#### [DESCRIPTION OF THE TASK]
Report how many lines of the listing contain the string "struct", with no other words.

#### [DATASET RECORDS]
▼

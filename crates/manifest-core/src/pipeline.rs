use std::path::PathBuf;

use anyhow::{Context, Result};
use tracing::info;

use manifest_parser::{parse_passengers, parse_tickets};

use crate::db::DbPool;
use crate::normalize::build_batch;
use crate::types::SummaryRow;
use crate::{promote, report, staging};

/// Inputs for one pipeline run. Path existence has already been checked by
/// the caller before any database work started.
#[derive(Debug, Clone)]
pub struct RunRequest {
    pub passengers_csv: PathBuf,
    pub tickets_csv: Option<PathBuf>,
}

#[derive(Debug)]
pub struct RunSummary {
    pub passengers: usize,
    pub tickets: usize,
    pub summary: Vec<SummaryRow>,
}

/// Runs the full extract → stage → promote → report sequence. Each
/// transactional stage commits before the next begins; the first error
/// terminates the run.
pub async fn execute_run(pool: &DbPool, request: RunRequest) -> Result<RunSummary> {
    let contents = std::fs::read_to_string(&request.passengers_csv)
        .with_context(|| format!("failed to read {}", request.passengers_csv.display()))?;
    let passengers = parse_passengers(&contents)
        .with_context(|| format!("failed to parse {}", request.passengers_csv.display()))?;
    info!(
        rows = passengers.len(),
        path = %request.passengers_csv.display(),
        "passengers CSV loaded"
    );

    let tickets = match &request.tickets_csv {
        Some(path) => {
            let contents = std::fs::read_to_string(path)
                .with_context(|| format!("failed to read {}", path.display()))?;
            let tickets = parse_tickets(&contents)
                .with_context(|| format!("failed to parse {}", path.display()))?;
            info!(rows = tickets.len(), path = %path.display(), "tickets CSV loaded");
            Some(tickets)
        }
        None => None,
    };

    let batch = build_batch(passengers, tickets);
    staging::load_to_staging(pool, &batch).await?;
    let counts = promote::promote(pool).await?;

    let summary = report::fetch_summary(pool).await?;
    report::log_summary(&summary);

    Ok(RunSummary {
        passengers: counts.passengers,
        tickets: counts.tickets,
        summary,
    })
}
use std::path::{Path, PathBuf};
use std::process::ExitCode;

use anyhow::{bail, Result};
use clap::Parser;
use manifest_core::config::DbConfig;
use manifest_core::db;
use manifest_core::pipeline::{execute_run, RunRequest};
use tracing::{error, info};
use tracing_subscriber::{fmt, prelude::*, EnvFilter};

#[derive(Parser, Debug)]
#[command(author, version, about = "Passenger manifest ETL pipeline", long_about = None)]
struct Cli {
    /// Path to the passengers CSV file
    #[arg(long)]
    passengers: PathBuf,

    /// Path to a tickets CSV file; placeholder tickets are synthesized
    /// from the passenger rows when omitted
    #[arg(long)]
    tickets: Option<PathBuf>,
}

/// Installs the run-scoped logging context: timestamped lines to stdout
/// and to logs/manifest-etl.log. The returned guard must stay alive until
/// the run ends so buffered file output is flushed.
fn init_logging() -> tracing_appender::non_blocking::WorkerGuard {
    let _ = std::fs::create_dir_all("logs");
    let file_appender = tracing_appender::rolling::never("logs", "manifest-etl.log");
    let (file_writer, guard) = tracing_appender::non_blocking(file_appender);

    tracing_subscriber::registry()
        .with(EnvFilter::try_from_default_env().unwrap_or_else(|_| EnvFilter::new("info")))
        .with(fmt::layer().with_writer(std::io::stdout))
        .with(fmt::layer().with_ansi(false).with_writer(file_writer))
        .init();

    guard
}

#[tokio::main]
async fn main() -> ExitCode {
    dotenvy::dotenv().ok();
    let _guard = init_logging();
    let cli = Cli::parse();

    match run(cli).await {
        Ok(()) => ExitCode::SUCCESS,
        Err(err) => {
            error!("pipeline failed: {err:#}");
            ExitCode::FAILURE
        }
    }
}

async fn run(cli: Cli) -> Result<()> {
    info!("starting manifest ETL run");

    check_input_files(&cli.passengers, cli.tickets.as_deref())?;

    let config = DbConfig::from_env()?;
    let pool = db::connect(&config).await?;

    let summary = execute_run(
        &pool,
        RunRequest {
            passengers_csv: cli.passengers,
            tickets_csv: cli.tickets,
        },
    )
    .await?;

    info!(
        passengers = summary.passengers,
        tickets = summary.tickets,
        "pipeline completed successfully"
    );
    Ok(())
}

/// Input paths are verified before any database work happens.
fn check_input_files(passengers: &Path, tickets: Option<&Path>) -> Result<()> {
    if !passengers.is_file() {
        bail!("passengers file not found: {}", passengers.display());
    }
    if let Some(tickets) = tickets {
        if !tickets.is_file() {
            bail!("tickets file not found: {}", tickets.display());
        }
    }
    Ok(())
}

▲

#### [ANSWER TO THIS PROBLEM]
3